● Instructions to follow
In the entries that follow, how many lines include the string "RawEntry"? The answer is the number only.

Stored data
*** Block opens ***
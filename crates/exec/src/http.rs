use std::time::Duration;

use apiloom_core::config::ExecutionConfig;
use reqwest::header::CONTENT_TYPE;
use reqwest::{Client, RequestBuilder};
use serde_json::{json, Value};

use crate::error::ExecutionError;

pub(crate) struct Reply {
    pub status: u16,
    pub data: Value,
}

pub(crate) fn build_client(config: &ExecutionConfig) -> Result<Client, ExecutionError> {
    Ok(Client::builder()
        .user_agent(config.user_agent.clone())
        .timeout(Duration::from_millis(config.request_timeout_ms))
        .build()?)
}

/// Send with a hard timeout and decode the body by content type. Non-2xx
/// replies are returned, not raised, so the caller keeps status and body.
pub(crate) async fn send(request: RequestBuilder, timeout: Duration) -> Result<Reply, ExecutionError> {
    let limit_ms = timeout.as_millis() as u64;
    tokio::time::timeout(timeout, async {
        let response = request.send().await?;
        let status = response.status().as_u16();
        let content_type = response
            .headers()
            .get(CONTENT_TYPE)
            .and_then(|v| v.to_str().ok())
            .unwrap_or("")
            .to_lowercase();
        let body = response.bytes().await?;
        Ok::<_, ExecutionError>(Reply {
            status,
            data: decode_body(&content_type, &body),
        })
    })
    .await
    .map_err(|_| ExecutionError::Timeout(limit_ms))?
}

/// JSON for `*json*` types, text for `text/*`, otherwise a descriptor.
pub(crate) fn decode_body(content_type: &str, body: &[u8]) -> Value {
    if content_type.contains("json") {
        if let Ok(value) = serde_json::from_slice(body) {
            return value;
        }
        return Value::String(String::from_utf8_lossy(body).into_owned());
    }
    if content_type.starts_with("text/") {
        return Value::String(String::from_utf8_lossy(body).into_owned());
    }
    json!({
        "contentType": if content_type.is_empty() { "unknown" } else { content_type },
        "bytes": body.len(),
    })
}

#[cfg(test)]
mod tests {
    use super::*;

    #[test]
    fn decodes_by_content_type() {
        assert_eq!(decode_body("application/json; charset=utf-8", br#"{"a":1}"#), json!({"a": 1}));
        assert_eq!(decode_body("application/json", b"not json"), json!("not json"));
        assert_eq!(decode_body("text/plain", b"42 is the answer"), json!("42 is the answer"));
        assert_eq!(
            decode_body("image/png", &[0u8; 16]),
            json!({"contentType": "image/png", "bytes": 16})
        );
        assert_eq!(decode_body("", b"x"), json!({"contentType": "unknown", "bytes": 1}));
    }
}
*** Block closes ***
*** Block opens ***
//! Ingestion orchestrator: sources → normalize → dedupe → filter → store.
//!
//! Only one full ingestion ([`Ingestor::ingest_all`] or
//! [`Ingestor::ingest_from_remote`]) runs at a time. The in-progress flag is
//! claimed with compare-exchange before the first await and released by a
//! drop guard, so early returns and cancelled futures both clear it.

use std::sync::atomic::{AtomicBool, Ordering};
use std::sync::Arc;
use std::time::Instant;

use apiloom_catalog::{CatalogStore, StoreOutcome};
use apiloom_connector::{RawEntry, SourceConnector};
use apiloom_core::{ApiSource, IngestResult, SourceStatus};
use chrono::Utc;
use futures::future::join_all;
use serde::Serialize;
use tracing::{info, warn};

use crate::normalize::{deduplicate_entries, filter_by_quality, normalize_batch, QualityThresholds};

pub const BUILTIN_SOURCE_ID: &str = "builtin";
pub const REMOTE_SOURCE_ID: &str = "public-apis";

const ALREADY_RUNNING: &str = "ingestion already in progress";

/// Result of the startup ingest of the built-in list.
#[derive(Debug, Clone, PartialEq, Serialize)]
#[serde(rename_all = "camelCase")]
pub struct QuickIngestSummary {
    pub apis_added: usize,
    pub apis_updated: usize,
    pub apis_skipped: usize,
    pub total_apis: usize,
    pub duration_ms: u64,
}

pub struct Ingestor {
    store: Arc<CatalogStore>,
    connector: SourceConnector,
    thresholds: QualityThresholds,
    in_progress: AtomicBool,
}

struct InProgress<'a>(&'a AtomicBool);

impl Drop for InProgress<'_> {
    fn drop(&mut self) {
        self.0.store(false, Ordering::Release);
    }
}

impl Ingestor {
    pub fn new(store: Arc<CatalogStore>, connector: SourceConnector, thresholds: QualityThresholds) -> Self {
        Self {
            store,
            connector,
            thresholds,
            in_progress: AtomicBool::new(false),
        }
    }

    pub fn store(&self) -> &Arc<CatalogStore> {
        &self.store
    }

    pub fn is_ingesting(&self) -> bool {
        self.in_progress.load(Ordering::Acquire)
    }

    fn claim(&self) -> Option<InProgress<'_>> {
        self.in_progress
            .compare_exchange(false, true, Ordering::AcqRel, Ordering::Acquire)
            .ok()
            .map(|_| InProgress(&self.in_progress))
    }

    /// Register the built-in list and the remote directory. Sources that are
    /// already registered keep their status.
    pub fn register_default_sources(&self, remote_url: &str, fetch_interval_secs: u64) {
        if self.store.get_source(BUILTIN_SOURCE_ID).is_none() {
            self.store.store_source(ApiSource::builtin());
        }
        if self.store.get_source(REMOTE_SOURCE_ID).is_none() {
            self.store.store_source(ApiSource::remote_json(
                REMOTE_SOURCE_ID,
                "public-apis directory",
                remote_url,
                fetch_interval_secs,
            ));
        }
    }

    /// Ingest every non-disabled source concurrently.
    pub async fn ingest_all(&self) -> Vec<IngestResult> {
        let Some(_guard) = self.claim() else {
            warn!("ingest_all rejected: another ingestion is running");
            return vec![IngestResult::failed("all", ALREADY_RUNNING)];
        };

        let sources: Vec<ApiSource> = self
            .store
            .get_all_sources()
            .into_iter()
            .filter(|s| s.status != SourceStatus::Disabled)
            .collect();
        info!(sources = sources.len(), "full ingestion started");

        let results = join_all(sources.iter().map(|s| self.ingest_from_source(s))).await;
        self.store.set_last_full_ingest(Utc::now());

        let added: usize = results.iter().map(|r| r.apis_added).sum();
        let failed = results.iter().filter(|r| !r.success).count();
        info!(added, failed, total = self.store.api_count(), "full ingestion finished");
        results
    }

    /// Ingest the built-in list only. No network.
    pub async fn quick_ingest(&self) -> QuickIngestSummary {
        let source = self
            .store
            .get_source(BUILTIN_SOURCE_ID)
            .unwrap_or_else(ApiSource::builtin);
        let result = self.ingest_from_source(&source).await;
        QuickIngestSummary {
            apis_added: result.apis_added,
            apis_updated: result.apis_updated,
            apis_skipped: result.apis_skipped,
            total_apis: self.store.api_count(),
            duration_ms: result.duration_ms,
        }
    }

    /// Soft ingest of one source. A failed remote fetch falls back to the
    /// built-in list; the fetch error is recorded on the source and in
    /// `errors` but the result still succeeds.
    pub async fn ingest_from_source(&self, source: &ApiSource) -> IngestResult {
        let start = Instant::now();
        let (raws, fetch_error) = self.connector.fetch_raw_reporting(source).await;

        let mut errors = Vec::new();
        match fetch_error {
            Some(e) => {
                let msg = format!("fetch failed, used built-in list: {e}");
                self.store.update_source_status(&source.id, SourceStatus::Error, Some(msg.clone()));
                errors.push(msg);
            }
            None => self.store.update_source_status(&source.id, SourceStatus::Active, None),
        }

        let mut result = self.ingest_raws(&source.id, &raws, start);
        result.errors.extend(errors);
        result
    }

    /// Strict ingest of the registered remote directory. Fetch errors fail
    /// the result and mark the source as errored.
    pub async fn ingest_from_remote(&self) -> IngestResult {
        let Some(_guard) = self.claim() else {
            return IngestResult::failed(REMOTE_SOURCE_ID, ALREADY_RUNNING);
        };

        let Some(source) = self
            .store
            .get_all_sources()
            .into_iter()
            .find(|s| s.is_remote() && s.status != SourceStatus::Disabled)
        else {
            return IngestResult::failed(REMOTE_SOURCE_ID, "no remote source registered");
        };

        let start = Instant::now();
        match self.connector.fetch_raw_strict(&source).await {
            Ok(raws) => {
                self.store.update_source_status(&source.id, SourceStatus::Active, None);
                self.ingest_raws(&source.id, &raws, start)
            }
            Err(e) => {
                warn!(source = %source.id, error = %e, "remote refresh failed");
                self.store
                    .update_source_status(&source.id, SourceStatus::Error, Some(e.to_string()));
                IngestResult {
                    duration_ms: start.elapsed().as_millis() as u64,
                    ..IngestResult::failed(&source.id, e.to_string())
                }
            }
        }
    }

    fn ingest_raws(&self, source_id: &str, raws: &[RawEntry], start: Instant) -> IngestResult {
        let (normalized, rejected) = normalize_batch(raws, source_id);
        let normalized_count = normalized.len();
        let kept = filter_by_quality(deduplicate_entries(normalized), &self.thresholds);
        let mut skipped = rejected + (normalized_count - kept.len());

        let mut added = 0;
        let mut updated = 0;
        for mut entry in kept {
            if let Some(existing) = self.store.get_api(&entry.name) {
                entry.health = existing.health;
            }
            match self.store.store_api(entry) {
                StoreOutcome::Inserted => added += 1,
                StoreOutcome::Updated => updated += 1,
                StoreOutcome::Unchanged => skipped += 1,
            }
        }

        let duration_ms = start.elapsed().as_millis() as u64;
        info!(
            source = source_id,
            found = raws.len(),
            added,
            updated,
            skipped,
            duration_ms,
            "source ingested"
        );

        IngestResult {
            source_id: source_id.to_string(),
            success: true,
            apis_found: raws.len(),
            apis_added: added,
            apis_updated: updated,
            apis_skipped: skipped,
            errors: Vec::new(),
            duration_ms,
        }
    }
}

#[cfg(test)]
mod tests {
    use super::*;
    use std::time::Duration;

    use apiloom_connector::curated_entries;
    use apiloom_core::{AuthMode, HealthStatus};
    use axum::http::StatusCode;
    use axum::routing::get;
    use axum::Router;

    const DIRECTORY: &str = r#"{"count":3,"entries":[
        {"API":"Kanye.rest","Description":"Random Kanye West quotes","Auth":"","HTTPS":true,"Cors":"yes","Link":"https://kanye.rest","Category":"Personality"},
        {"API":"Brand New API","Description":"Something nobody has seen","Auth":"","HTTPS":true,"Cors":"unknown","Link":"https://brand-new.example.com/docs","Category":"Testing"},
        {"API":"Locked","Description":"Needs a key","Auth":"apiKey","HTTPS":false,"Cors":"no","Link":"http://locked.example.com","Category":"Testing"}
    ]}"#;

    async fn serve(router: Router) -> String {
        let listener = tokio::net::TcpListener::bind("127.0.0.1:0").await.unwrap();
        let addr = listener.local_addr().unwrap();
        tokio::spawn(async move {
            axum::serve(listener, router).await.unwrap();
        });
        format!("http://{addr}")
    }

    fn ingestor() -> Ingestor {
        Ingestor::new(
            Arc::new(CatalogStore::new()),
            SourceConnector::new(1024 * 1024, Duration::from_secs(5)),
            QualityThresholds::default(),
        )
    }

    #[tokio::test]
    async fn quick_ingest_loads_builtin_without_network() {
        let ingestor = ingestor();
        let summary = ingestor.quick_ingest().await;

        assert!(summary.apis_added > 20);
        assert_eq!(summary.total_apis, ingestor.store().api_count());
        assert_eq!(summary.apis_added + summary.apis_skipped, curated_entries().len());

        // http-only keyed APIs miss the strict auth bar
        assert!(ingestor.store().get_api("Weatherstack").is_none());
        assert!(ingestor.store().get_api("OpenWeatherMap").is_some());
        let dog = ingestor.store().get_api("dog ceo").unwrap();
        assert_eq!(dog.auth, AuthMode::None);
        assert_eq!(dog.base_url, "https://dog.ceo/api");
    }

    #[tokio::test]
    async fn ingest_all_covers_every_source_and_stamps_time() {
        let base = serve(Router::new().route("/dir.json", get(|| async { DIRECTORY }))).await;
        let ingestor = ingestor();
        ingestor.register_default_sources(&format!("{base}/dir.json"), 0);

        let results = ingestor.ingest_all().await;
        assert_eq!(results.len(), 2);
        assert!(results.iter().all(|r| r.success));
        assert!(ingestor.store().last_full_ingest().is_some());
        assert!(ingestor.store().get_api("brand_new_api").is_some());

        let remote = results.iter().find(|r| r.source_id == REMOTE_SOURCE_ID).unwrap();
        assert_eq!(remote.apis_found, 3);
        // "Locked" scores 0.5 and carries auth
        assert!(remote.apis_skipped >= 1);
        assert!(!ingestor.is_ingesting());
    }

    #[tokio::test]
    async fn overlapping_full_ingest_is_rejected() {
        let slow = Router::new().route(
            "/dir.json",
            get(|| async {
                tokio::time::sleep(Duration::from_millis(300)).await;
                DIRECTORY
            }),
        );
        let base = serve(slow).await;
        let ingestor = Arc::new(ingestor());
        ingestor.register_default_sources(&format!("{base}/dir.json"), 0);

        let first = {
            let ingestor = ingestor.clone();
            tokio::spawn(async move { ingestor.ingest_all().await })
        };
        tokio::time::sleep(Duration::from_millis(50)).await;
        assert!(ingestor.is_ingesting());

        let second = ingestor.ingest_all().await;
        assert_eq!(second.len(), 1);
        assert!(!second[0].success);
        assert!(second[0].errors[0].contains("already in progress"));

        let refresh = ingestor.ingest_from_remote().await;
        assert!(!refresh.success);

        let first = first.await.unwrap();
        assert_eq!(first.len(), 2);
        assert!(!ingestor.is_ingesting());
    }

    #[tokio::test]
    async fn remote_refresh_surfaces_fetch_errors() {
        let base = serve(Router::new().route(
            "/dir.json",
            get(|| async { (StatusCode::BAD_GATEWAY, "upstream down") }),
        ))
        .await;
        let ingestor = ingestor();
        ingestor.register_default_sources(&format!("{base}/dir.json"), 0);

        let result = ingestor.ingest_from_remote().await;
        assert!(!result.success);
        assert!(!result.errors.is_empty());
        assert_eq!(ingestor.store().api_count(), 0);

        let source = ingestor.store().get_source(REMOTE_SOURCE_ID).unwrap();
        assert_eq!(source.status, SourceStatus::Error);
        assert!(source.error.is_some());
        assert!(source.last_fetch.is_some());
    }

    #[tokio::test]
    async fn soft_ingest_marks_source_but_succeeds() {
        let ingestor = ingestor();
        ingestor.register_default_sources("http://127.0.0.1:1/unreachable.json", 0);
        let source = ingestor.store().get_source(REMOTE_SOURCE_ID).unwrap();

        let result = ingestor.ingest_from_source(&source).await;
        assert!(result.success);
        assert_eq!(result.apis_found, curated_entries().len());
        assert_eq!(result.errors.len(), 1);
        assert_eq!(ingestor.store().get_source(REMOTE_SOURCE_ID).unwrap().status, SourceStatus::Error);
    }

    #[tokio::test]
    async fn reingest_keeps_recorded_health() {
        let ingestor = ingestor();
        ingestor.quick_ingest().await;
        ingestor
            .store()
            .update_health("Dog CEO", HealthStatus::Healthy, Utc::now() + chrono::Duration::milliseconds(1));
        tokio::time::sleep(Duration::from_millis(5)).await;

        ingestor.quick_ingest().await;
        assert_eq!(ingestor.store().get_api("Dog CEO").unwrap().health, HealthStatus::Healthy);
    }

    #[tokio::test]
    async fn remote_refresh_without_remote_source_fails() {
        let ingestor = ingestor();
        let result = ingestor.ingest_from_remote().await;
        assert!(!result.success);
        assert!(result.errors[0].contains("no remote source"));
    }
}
*** Block closes ***
● Expected answer
2